As we say here at HomeTest all the time: If the woman is ovulating then she is capable of fertilizing! Whether or not the rest of the tests show low reserves or low quality ova! Our 10 years of experience have shown many cases where older women eventually became pregnant naturally, although they had poor results in such exams.
So do we use ovarian reserve tests?
The answer is
yes, because that's how we have a clearer picture of the ovarian reserve, which decreases when women get into menopause stage,
but in no case does this mean that if FSH for example does not give a good result, then the woman is not fertile or needs help with fertilization.
In more detail
Tests that link a woman's fertility to her ovarian reserve – the ability of the ovaries to produce healthy eggs – do not produce reliable results for fertility, according to a new research. Experts say that the tests should not be used in order for couples to decide when to try for a baby.
This technique has been used for some time in IVF clinics and it was originally thought that control of the ovarian reserve could predict short-term chances of conception. That's not the case, this new study says.
These tests have been artificially launched as "fertility tests", so that women decide whether to hurry or delay their pregnancy plans, or decide to freeze their eggs. But their validity for these decisions has now been demystified by the team of researchers.

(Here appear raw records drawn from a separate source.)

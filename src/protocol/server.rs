use std::io::{
	self,
	Read,
	Write,
};

use crate::bus::{
	Address,
	PAGE_SIZE,
	Page,
	Sequencer,
};
use crate::gpio::GpioPort;

use super::{
	CMD_PARK,
	CMD_READ,
	CMD_SET_EXTENDED,
	CMD_WRITE_BYTE,
	CMD_WRITE_PAGE,
};

// the numeric scan needs one byte of lookahead, everything else reads
// exact counts
struct ByteStream<R> {
	input: R,
	pushback: Option<u8>,
}

impl<R: Read> ByteStream<R> {
	fn new(input: R) -> Self {
		ByteStream {
			input,
			pushback: None,
		}
	}

	/// `Ok(None)` on a clean end of stream.
	fn next(&mut self) -> io::Result<Option<u8>> {
		if let Some(byte) = self.pushback.take() {
			return Ok(Some(byte));
		}
		let mut buf = [0u8; 1];
		loop {
			match self.input.read(&mut buf) {
				Ok(0) => return Ok(None),
				Ok(_) => return Ok(Some(buf[0])),
				Err(ref e) if e.kind() == io::ErrorKind::Interrupted => continue,
				Err(e) => return Err(e),
			}
		}
	}

	fn unread(&mut self, byte: u8) {
		debug_assert!(self.pushback.is_none());
		self.pushback = Some(byte);
	}

	// a command's argument payload; the stream ending inside it leaves no
	// way to tell arguments from the next opcode
	fn exact(&mut self, buf: &mut [u8]) -> crate::AResult<()> {
		for slot in buf.iter_mut() {
			match self.next()? {
				Some(byte) => *slot = byte,
				None => bail!("input ended inside a command's argument bytes"),
			}
		}
		Ok(())
	}
}

/// Scans an unsigned decimal number the way the diagnostic opcode expects:
/// leading whitespace is skipped, digits accumulate with 32-bit wraparound,
/// no digits at all reads as 0. One terminating whitespace byte is
/// consumed; any other terminator is left for the dispatcher as the next
/// opcode.
fn scan_decimal<R: Read>(stream: &mut ByteStream<R>) -> crate::AResult<u32> {
	let mut byte = loop {
		match stream.next()? {
			Some(b) if b.is_ascii_whitespace() => (),
			Some(b) => break b,
			None => bail!("input ended inside a numeric argument"),
		}
	};
	let mut value = 0u32;
	while byte.is_ascii_digit() {
		value = value.wrapping_mul(10).wrapping_add(u32::from(byte - b'0'));
		byte = match stream.next()? {
			Some(b) => b,
			None => return Ok(value),
		};
	}
	if !byte.is_ascii_whitespace() {
		stream.unread(byte);
	}
	Ok(value)
}

/// Runs the dispatch loop until the input reaches its end: read one opcode
/// byte and its fixed argument payload, run the transaction, respond. Each
/// response is flushed before the next opcode is read.
///
/// Unknown opcodes are echoed and consume no argument bytes. The loop only
/// fails on transport errors or on a stream that ends mid-command.
pub fn serve<P, R, W>(seq: &mut Sequencer<P>, input: R, output: W) -> crate::AResult<()>
where
	P: GpioPort,
	R: Read,
	W: Write,
{
	let mut input = ByteStream::new(input);
	let mut output = output;
	loop {
		let opcode = match input.next()? {
			Some(byte) => byte,
			None => {
				debug!("end of command stream");
				return Ok(());
			},
		};
		match opcode {
			CMD_PARK => {
				let mut args = [0u8; 3];
				input.exact(&mut args)?;
				seq.park(Address::new(args[0], args[1], args[2]));
				output.write_all(b"l\n")?;
			},
			CMD_READ => {
				let mut args = [0u8; 3];
				input.exact(&mut args)?;
				let value = seq.read(Address::new(args[0], args[1], args[2]));
				output.write_all(&[b'r', b':', b' ', b'\'', value, b'\'', b'\n'])?;
			},
			CMD_SET_EXTENDED => {
				let value = scan_decimal(&mut input)?;
				seq.set_extended(value as u16);
				writeln!(output, "s: '{}'", value)?;
			},
			CMD_WRITE_BYTE => {
				let mut args = [0u8; 4];
				input.exact(&mut args)?;
				seq.write_byte(Address::new(args[0], args[1], args[2]), args[3]);
				output.write_all(b"a\n")?;
			},
			CMD_WRITE_PAGE => {
				let mut head = [0u8; 2];
				input.exact(&mut head)?;
				let mut data = [0u8; PAGE_SIZE];
				input.exact(&mut data)?;
				seq.write_page(
					Page {
						bank: head[0],
						high: head[1],
					},
					&data,
				);
				output.write_all(b"a\n")?;
			},
			other => {
				warn!("unknown opcode 0x{:02x}", other);
				output.write_all(&[b' ', b'-', b' ', other, b'\n'])?;
			},
		}
		output.flush()?;
	}
}

#[cfg(test)]
mod test {
	use crate::bus::{
		PinMap,
		Sequencer,
		Timing,
	};
	use crate::sim::SimBus;

	use super::serve;

	fn run(sim: &mut SimBus, input: &[u8]) -> crate::AResult<Vec<u8>> {
		let mut seq = Sequencer::new(&mut *sim, PinMap::default(), Timing::immediate());
		seq.init();
		let mut output = Vec::new();
		serve(&mut seq, input, &mut output)?;
		Ok(output)
	}

	#[test]
	fn read_command() {
		let mut sim = SimBus::new(PinMap::default());
		sim.preload(0x00_002a, 0x99);
		let output = run(&mut sim, b"r\x00\x00\x2a").unwrap();
		assert_eq!(&output[..], &b"r: '\x99'\n"[..]);
		assert_eq!(sim.reads(), [0x00_002a]);
		assert_eq!(sim.faults(), &[] as &[String]);
	}

	#[test]
	fn write_command() {
		let mut sim = SimBus::new(PinMap::default());
		let output = run(&mut sim, b"w\x01\x02\x03\xff").unwrap();
		assert_eq!(&output[..], &b"a\n"[..]);
		assert_eq!(sim.peek(0x01_0203), 0xff);
		assert_eq!(sim.writes(), [(0x01_0203, 0xff)]);
		assert_eq!(sim.faults(), &[] as &[String]);
	}

	#[test]
	fn park_command() {
		let mut sim = SimBus::new(PinMap::default());
		let output = run(&mut sim, b"l\x00\x00\x05").unwrap();
		assert_eq!(&output[..], &b"l\n"[..]);
		assert_eq!(sim.reads(), [0x00_0005]);
		assert!(sim.writes().is_empty());
	}

	#[test]
	fn page_write_command() {
		let mut sim = SimBus::new(PinMap::default());
		let mut input = vec![b'W', 0x02, 0x03];
		for i in 0..256 {
			input.push(i as u8);
		}
		let output = run(&mut sim, &input).unwrap();
		assert_eq!(&output[..], &b"a\n"[..]);
		for i in 0..256u32 {
			assert_eq!(sim.peek(0x02_0300 + i), i as u8);
		}
		assert_eq!(sim.faults(), &[] as &[String]);
	}

	#[test]
	fn set_extended_command() {
		let mut sim = SimBus::new(PinMap::default());
		let output = run(&mut sim, b"s70000\n").unwrap();
		assert_eq!(&output[..], &b"s: '70000'\n"[..]);
		// latched register only keeps the low 16 bits
		assert_eq!(sim.latched_value(), (70000 % 0x1_0000) as u16);
	}

	#[test]
	fn set_extended_with_leading_space() {
		let mut sim = SimBus::new(PinMap::default());
		let output = run(&mut sim, b"s 1234\n").unwrap();
		assert_eq!(&output[..], &b"s: '1234'\n"[..]);
		assert_eq!(sim.latched_value(), 1234);
	}

	#[test]
	fn set_extended_without_digits() {
		let mut sim = SimBus::new(PinMap::default());
		let output = run(&mut sim, b"sx").unwrap();
		// the terminator is not consumed, it dispatches as an opcode
		assert_eq!(&output[..], &b"s: '0'\n - x\n"[..]);
	}

	#[test]
	fn unknown_opcode_consumes_nothing() {
		let mut sim = SimBus::new(PinMap::default());
		sim.preload(0, 0x41);
		let output = run(&mut sim, b"\x99r\x00\x00\x00").unwrap();
		assert_eq!(&output[..], &b" - \x99\nr: 'A'\n"[..]);
	}

	#[test]
	fn empty_input_ends_cleanly() {
		let mut sim = SimBus::new(PinMap::default());
		let output = run(&mut sim, b"").unwrap();
		assert!(output.is_empty());
	}

	#[test]
	fn truncated_arguments_fail() {
		let mut sim = SimBus::new(PinMap::default());
		assert!(run(&mut sim, b"r\x00").is_err());
		assert!(run(&mut sim, b"w\x00\x00\x00").is_err());
		assert!(run(&mut sim, b"W\x00").is_err());
	}
}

“Our study shows that younger women with low ovarian reserve should not worry that they will not be able to have a baby," says Anne Steiner of the University of North Carolina, a member of the research team.
Ovarian reserve tests examine three hormone biomarkers that are known to give good evidence of the number of remaining ova: anti-mullerian hormone (AMH), follicle stimulating hormone (FSH), and b-inhibin.
For this study, these biomarkers were registered in 750 women aged 30 to 44 without a history of infertility for one year.
The results showed that the number of remaining ova had no correlation with the chances of conception.
In other words, many women with low ovarian reserve will be able to conceive without problems, while some others with good ovarian reserves will have fertility problems.
“These tests are a very good measurement of the ovarian reserve, showing how many eggs you have, but they do not work as a prediction of the reproductive ability of a woman”, Steiner told Julia Belluz at Vox.
The message is therefore not to use these assessments as a way of making decisions about pregnancy and for women not to worry that a low ovarian reserve will necessarily lead to conception problems - at least through regular sexual contact.
However, ovarian stock tests may be useful for making decisions about treatments for women who already have fertility problems and for measuring the potential response to in vitro fertilization, the researchers said.
“Hormone levels change over time, so taking a snapshot today tells us little about the fertility of women, or how it will be tomorrow”, said fertility expert Channa Jayasena of Imperial College London in the United Kingdom, who was not involved in the study.
“This study tells us that measuring these hormones in order to predict fertility for probably worried and vulnerable women, is wrong and should stop”.
There are some study limitations that did not take into account long-term fertility rates beyond one year, but only studied women without fertility problems.
However, the large number of women examined and the final results strongly suggest that there is no relationship between the ovarian reserve and the short-term probability of conception. The research also supports the findings of a similar study from 2015.
The best predictor of fertility, says Steiner, is still age, although this does not mean that older women suddenly have no chance of conceiving when they reach 35.
“It's a lot more than a gradual fall," Vox said. "Yes, your ability to get pregnant is slightly lower when you become 36 or 37 and slightly lower at 38 or 39. But it's not like someone fell off the cliff at the age of 35”.